• **Task objective**:
Use the entries below to count the lines that hold the word "NewOrderInput"; answer with the number only.

• • •

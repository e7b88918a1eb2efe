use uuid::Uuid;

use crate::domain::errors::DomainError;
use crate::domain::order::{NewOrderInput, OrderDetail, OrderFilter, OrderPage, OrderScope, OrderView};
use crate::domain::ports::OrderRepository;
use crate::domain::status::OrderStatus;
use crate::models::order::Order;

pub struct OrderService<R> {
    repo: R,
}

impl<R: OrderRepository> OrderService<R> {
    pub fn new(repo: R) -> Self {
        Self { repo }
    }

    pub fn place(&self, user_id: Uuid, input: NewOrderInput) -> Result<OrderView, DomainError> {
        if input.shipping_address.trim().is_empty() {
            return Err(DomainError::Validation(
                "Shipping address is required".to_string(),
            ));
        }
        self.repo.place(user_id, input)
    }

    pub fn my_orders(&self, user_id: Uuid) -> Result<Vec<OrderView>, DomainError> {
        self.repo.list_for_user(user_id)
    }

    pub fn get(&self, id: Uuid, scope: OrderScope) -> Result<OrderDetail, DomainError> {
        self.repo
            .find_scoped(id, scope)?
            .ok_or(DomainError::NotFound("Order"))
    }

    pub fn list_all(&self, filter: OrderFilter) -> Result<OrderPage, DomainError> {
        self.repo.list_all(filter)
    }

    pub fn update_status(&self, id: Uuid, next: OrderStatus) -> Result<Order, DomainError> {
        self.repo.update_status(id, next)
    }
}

• • •

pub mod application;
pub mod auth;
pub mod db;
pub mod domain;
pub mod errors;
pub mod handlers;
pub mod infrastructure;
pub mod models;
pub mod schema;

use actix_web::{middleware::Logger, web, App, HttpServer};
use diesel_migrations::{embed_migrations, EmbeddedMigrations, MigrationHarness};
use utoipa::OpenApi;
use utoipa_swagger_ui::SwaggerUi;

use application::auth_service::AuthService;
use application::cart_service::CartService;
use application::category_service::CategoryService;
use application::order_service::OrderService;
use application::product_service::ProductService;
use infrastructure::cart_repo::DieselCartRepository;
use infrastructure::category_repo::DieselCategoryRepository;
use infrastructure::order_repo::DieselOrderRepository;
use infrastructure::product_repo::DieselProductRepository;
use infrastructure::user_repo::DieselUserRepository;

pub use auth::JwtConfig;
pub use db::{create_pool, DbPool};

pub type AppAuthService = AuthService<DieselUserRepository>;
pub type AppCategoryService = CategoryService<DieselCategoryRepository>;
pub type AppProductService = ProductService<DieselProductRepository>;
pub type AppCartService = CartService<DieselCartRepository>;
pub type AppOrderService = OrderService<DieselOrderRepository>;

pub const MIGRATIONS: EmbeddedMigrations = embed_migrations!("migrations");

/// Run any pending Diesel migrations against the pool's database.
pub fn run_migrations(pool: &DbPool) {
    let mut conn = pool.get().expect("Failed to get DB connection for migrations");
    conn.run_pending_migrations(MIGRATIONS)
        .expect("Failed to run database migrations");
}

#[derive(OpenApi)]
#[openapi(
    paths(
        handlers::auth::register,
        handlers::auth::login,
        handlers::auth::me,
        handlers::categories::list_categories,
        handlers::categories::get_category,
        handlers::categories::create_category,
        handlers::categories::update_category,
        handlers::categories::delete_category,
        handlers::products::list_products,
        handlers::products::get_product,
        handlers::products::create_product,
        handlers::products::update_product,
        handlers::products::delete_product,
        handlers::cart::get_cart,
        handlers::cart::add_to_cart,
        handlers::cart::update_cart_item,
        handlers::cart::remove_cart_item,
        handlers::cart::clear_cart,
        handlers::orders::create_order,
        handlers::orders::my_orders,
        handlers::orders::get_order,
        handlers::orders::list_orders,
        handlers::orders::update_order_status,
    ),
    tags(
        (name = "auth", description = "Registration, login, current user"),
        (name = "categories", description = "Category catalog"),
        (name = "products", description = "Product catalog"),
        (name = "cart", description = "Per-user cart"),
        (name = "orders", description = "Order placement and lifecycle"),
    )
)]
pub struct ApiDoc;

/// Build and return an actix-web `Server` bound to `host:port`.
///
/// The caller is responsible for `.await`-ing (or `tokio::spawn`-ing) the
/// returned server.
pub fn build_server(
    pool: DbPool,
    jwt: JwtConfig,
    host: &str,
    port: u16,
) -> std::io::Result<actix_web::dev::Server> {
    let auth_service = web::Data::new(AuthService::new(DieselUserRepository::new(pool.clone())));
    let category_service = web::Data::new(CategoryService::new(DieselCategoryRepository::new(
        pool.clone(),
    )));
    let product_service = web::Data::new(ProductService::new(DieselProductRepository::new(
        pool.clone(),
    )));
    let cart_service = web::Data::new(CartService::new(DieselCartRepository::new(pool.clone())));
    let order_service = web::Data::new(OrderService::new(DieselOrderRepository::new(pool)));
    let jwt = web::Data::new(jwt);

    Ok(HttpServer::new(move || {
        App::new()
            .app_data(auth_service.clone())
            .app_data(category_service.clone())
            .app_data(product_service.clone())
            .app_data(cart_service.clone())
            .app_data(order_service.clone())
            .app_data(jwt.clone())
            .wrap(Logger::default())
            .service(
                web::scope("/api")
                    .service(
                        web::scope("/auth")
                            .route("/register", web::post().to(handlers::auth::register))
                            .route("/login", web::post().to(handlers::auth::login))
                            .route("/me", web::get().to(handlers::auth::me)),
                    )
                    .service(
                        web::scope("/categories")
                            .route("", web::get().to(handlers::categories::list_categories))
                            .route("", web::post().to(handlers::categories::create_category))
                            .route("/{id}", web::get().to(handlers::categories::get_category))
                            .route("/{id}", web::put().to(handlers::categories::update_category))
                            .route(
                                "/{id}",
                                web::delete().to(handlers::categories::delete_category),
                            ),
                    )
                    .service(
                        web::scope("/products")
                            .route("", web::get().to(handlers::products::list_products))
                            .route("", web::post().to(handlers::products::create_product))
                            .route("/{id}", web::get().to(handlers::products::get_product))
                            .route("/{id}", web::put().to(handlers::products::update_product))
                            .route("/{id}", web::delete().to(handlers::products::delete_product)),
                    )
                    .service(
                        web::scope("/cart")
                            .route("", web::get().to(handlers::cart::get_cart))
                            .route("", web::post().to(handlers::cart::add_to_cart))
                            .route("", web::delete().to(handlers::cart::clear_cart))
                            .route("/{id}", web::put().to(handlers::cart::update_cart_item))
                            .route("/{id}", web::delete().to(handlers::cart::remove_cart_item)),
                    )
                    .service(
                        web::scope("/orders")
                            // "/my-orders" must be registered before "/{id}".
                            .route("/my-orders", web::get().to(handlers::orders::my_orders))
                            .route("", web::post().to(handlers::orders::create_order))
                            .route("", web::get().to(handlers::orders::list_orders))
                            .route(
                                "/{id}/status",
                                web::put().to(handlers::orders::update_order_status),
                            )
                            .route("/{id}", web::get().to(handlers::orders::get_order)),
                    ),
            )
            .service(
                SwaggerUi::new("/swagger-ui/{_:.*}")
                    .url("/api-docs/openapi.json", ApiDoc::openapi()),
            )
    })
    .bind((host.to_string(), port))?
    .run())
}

• • •

• **Result**:
2